**ASSIGNMENT**: Having read the data, transcribe all of it without deviation.

(EXERCISE DATA Opens)

//! Module identity

use serde::{Deserialize, Serialize};

/// Identity of a pipeline component
#[derive(Debug, Clone, PartialEq, Eq, Serialize, Deserialize)]
pub struct ModuleDescriptor {
    pub id: String,
    pub name: String,
    pub version: String,
    #[serde(default, skip_serializing_if = "Option::is_none")]
    pub description: Option<String>,
    #[serde(rename = "type", default, skip_serializing_if = "Option::is_none")]
    pub module_type: Option<String>,
}

impl ModuleDescriptor {
    /// Create a descriptor without description or type
    pub fn new(id: impl Into<String>, name: impl Into<String>, version: impl Into<String>) -> Self {
        Self {
            id: id.into(),
            name: name.into(),
            version: version.into(),
            description: None,
            module_type: None,
        }
    }

    pub fn with_description(mut self, description: impl Into<String>) -> Self {
        self.description = Some(description.into());
        self
    }

    pub fn with_type(mut self, module_type: impl Into<String>) -> Self {
        self.module_type = Some(module_type.into());
        self
    }
}
//! Interface to the cross-pipeline session aggregator
//!
//! The aggregator lives outside this crate: it subscribes to telemetry
//! events and indexes them by pipeline. Components only need to open and
//! close sessions through it, so this module defines the boundary and
//! nothing more.

use serde::{Deserialize, Serialize};

use crate::event_bus::{SubscriberResult, SubscriptionId, Topic};
use crate::types::TelemetryEvent;

/// Selection of aggregated entries
#[derive(Debug, Clone, Default, PartialEq, Eq, Serialize, Deserialize)]
#[serde(rename_all = "camelCase")]
pub struct PipelineEntryFilter {
    #[serde(default, skip_serializing_if = "Option::is_none")]
    pub pipeline_id: Option<String>,
    #[serde(default, skip_serializing_if = "Option::is_none")]
    pub session_id: Option<String>,
    #[serde(default, skip_serializing_if = "Option::is_none")]
    pub module_id: Option<String>,
}

impl PipelineEntryFilter {
    pub fn for_session(session_id: impl Into<String>) -> Self {
        Self {
            session_id: Some(session_id.into()),
            ..Default::default()
        }
    }

    /// Whether `event` passes the session and module criteria
    ///
    /// Pipeline membership is known only to the aggregator, so
    /// `pipeline_id` is not checked here.
    pub fn matches(&self, event: &TelemetryEvent) -> bool {
        let session_ok = match &self.session_id {
            Some(id) => event.session_id.as_deref() == Some(id.as_str()),
            None => true,
        };
        let module_ok = match &self.module_id {
            Some(id) => event.module_id == *id,
            None => true,
        };
        session_ok && module_ok
    }
}

/// External collaborator that correlates events across components
pub trait SessionAggregator: Send + Sync {
    /// Open a session for a pipeline run, returning its id
    fn start_pipeline_session(&self, pipeline_id: &str, name: &str) -> String;

    fn end_pipeline_session(&self, session_id: &str, success: bool);

    fn subscribe(
        &self,
        topic: Topic,
        callback: Box<dyn Fn(&TelemetryEvent) -> SubscriberResult + Send + Sync>,
    ) -> SubscriptionId;

    fn pipeline_entries(&self, filter: &PipelineEntryFilter) -> Vec<TelemetryEvent>;

    fn active_sessions(&self) -> Vec<String>;

    fn clear(&self);
}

(EXERCISE DATA Closes)

**SOLUTION TO THIS EXERCISE**:
//! Module identity

use serde::{Deserialize, Serialize};

/// Identity of a pipeline component
#[derive(Debug, Clone, PartialEq, Eq, Serialize, Deserialize)]
pub struct ModuleDescriptor {
    pub id: String,
    pub name: String,
    pub version: String,
    #[serde(default, skip_serializing_if = "Option::is_none")]
    pub description: Option<String>,
    #[serde(rename = "type", default, skip_serializing_if = "Option::is_none")]
    pub module_type: Option<String>,
}

impl ModuleDescriptor {
    /// Create a descriptor without description or type
    pub fn new(id: impl Into<String>, name: impl Into<String>, version: impl Into<String>) -> Self {
        Self {
            id: id.into(),
            name: name.into(),
            version: version.into(),
            description: None,
            module_type: None,
        }
    }

    pub fn with_description(mut self, description: impl Into<String>) -> Self {
        self.description = Some(description.into());
        self
    }

    pub fn with_type(mut self, module_type: impl Into<String>) -> Self {
        self.module_type = Some(module_type.into());
        self
    }
}
//! Interface to the cross-pipeline session aggregator
//!
//! The aggregator lives outside this crate: it subscribes to telemetry
//! events and indexes them by pipeline. Components only need to open and
//! close sessions through it, so this module defines the boundary and
//! nothing more.

use serde::{Deserialize, Serialize};

use crate::event_bus::{SubscriberResult, SubscriptionId, Topic};
use crate::types::TelemetryEvent;

/// Selection of aggregated entries
#[derive(Debug, Clone, Default, PartialEq, Eq, Serialize, Deserialize)]
#[serde(rename_all = "camelCase")]
pub struct PipelineEntryFilter {
    #[serde(default, skip_serializing_if = "Option::is_none")]
    pub pipeline_id: Option<String>,
    #[serde(default, skip_serializing_if = "Option::is_none")]
    pub session_id: Option<String>,
    #[serde(default, skip_serializing_if = "Option::is_none")]
    pub module_id: Option<String>,
}

impl PipelineEntryFilter {
    pub fn for_session(session_id: impl Into<String>) -> Self {
        Self {
            session_id: Some(session_id.into()),
            ..Default::default()
        }
    }

    /// Whether `event` passes the session and module criteria
    ///
    /// Pipeline membership is known only to the aggregator, so
    /// `pipeline_id` is not checked here.
    pub fn matches(&self, event: &TelemetryEvent) -> bool {
        let session_ok = match &self.session_id {
            Some(id) => event.session_id.as_deref() == Some(id.as_str()),
            None => true,
        };
        let module_ok = match &self.module_id {
            Some(id) => event.module_id == *id,
            None => true,
        };
        session_ok && module_ok
    }
}

/// External collaborator that correlates events across components
pub trait SessionAggregator: Send + Sync {
    /// Open a session for a pipeline run, returning its id
    fn start_pipeline_session(&self, pipeline_id: &str, name: &str) -> String;

    fn end_pipeline_session(&self, session_id: &str, success: bool);

    fn subscribe(
        &self,
        topic: Topic,
        callback: Box<dyn Fn(&TelemetryEvent) -> SubscriberResult + Send + Sync>,
    ) -> SubscriptionId;

    fn pipeline_entries(&self, filter: &PipelineEntryFilter) -> Vec<TelemetryEvent>;

    fn active_sessions(&self) -> Vec<String>;

    fn clear(&self);
}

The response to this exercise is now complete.